GCK-4 regulates apical actin organization and lumen formation in the C. elegans intestine

Epithelial tubes are an essential component of many organ systems. The formation of their lumens depends on the close coordination of epithelial polarity, the apical actin cytoskeleton, and apical junctions, yet the mechanisms that organize the apical cytoskeleton and junctions downstream of polarity remain poorly understood. Here, we identify the Ste20 family kinase GCK-4, the single C. elegans ortholog of the mammalian kinases LOK and SLK, as a critical regulator of intestinal lumen formation. GCK-4 localizes to the apical membrane during early lumen formation and to microvillar tips as these structures develop. Its loss results in a lethal cystic lumen phenotype, without disrupting the establishment of epithelial polarity, and in occasional failure to maintain attachment between the pharynx and intestine. Lumens in gck-4 mutant animals show irregular junction patterning, severely impaired apical accumulation of both actin and the membrane-actin linker Ezrin/Radixin/Moesin protein ERM-1, and microvilli atrophy.
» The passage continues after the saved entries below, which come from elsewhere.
// Copyright (c) Microsoft Corporation.
// Licensed under the MIT License.

//! Build-time knobs, overridable from the boot command line.

use crate::topology::MAX_NODES;
use memory_range::MB;
use memory_range::MemoryRange;

/// Number of node slots probed for northbridge functions.
const MAX_NODES_ARG: &str = "NB_MAX_NODES=";

/// Memory hole detection.
///
/// * `on`: honor the hole register and infer a hole from gaps in the DRAM
///   map (default).
/// * `off`: ignore holes.
const HW_MEM_HOLE: &str = "NB_HW_MEM_HOLE=";

/// Base of the extended configuration space window.
const MMCONF_BASE: &str = "NB_MMCONF_BASE=";

/// Number of buses decoded by the extended configuration space window.
const MMCONF_BUSES: &str = "NB_MMCONF_BUSES=";

/// Lowest I/O port handed to link windows.
const IO_BASE: &str = "NB_IO_BASE=";

/// Link memory windows are placed downward from this address. Defaults to
/// the MMCONF base.
const MMIO_TOP: &str = "NB_MMIO_TOP=";

/// Route VGA only to the link the primary VGA device sits behind.
const MULTIPLE_VGA: &str = "NB_MULTIPLE_VGA=";

#[derive(Debug, PartialEq, Clone, Copy)]
#[expect(missing_docs)] // documented on the argument constants
pub struct NorthbridgeConfig {
    pub max_nodes: u8,
    pub hw_mem_hole: bool,
    pub mmconf_base: u64,
    pub mmconf_buses: u32,
    pub io_base: u64,
    pub mmio_top: Option<u64>,
    pub multiple_vga: bool,
}

impl NorthbridgeConfig {
    /// Returns the built-in defaults.
    pub const fn new() -> Self {
        NorthbridgeConfig {
            max_nodes: MAX_NODES as u8,
            hw_mem_hole: true,
            mmconf_base: 0xf800_0000,
            mmconf_buses: 64,
            io_base: 0x1000,
            mmio_top: None,
            multiple_vga: false,
        }
    }

    /// Where link memory window placement starts.
    pub fn mmio_top(&self) -> u64 {
        self.mmio_top.unwrap_or(self.mmconf_base)
    }

    /// The extended configuration space window.
    pub fn mmconf_range(&self) -> MemoryRange {
        MemoryRange::from_base_len(self.mmconf_base, u64::from(self.mmconf_buses) * MB)
    }

    /// Parse arguments from a command line.
    ///
    /// Unknown arguments are ignored. Malformed values are logged and leave
    /// the current setting in place.
    pub fn parse(&mut self, cmdline: &str) {
        for arg in cmdline.split_whitespace() {
            if let Some(value) = arg.strip_prefix(MAX_NODES_ARG) {
                match parse_number(value).and_then(|n| u8::try_from(n).ok()) {
                    Some(n) if (1..=MAX_NODES as u8).contains(&n) => self.max_nodes = n,
                    _ => tracing::warn!(value, "invalid NB_MAX_NODES"),
                }
            } else if let Some(value) = arg.strip_prefix(HW_MEM_HOLE) {
                match parse_switch(value) {
                    Some(on) => self.hw_mem_hole = on,
                    None => tracing::warn!(value, "invalid NB_HW_MEM_HOLE"),
                }
            } else if let Some(value) = arg.strip_prefix(MMCONF_BASE) {
                match parse_number(value) {
                    Some(base) if base % MB == 0 => self.mmconf_base = base,
                    _ => tracing::warn!(value, "invalid NB_MMCONF_BASE"),
                }
            } else if let Some(value) = arg.strip_prefix(MMCONF_BUSES) {
                match parse_number(value).and_then(|n| u32::try_from(n).ok()) {
                    Some(n) if (1..=256).contains(&n) => self.mmconf_buses = n,
                    _ => tracing::warn!(value, "invalid NB_MMCONF_BUSES"),
                }
            } else if let Some(value) = arg.strip_prefix(IO_BASE) {
                match parse_number(value) {
                    Some(base) if base <= 0xffff => self.io_base = base,
                    _ => tracing::warn!(value, "invalid NB_IO_BASE"),
                }
            } else if let Some(value) = arg.strip_prefix(MMIO_TOP) {
                match parse_number(value) {
                    Some(top) => self.mmio_top = Some(top),
                    None => tracing::warn!(value, "invalid NB_MMIO_TOP"),
                }
            } else if let Some(value) = arg.strip_prefix(MULTIPLE_VGA) {
                match parse_switch(value) {
                    Some(on) => self.multiple_vga = on,
                    None => tracing::warn!(value, "invalid NB_MULTIPLE_VGA"),
                }
            }
        }
    }
}

impl Default for NorthbridgeConfig {
    fn default() -> Self {
        Self::new()
    }
}

fn parse_number(value: &str) -> Option<u64> {
    let value = value.replace('_', "");
    match value.strip_prefix("0x").or_else(|| value.strip_prefix("0X")) {
        Some(hex) => u64::from_str_radix(hex, 16).ok(),
        None => value.parse().ok(),
    }
}

fn parse_switch(value: &str) -> Option<bool> {
    match value {
        "on" | "1" => Some(true),
        "off" | "0" => Some(false),
        _ => None,
    }
}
In Drosophila and mammalian cells, the GCK-4 orthologs are thought to organize the apical actin network largely through phosphorylation of ERM proteins. In contrast, ERM-1 phosphorylation is only partially reduced in gck-4 mutants and is not abolished, indicating that GCK-4 acts through additional targets and is not the principal ERM-1 kinase in the intestine. Together, these findings identify GCK-4 as a key regulator of apical actin and junction organization during lumen formation, and demonstrate that Ste20 kinases can control apical cytoskeletal architecture at least partially independently of ERM phosphorylation.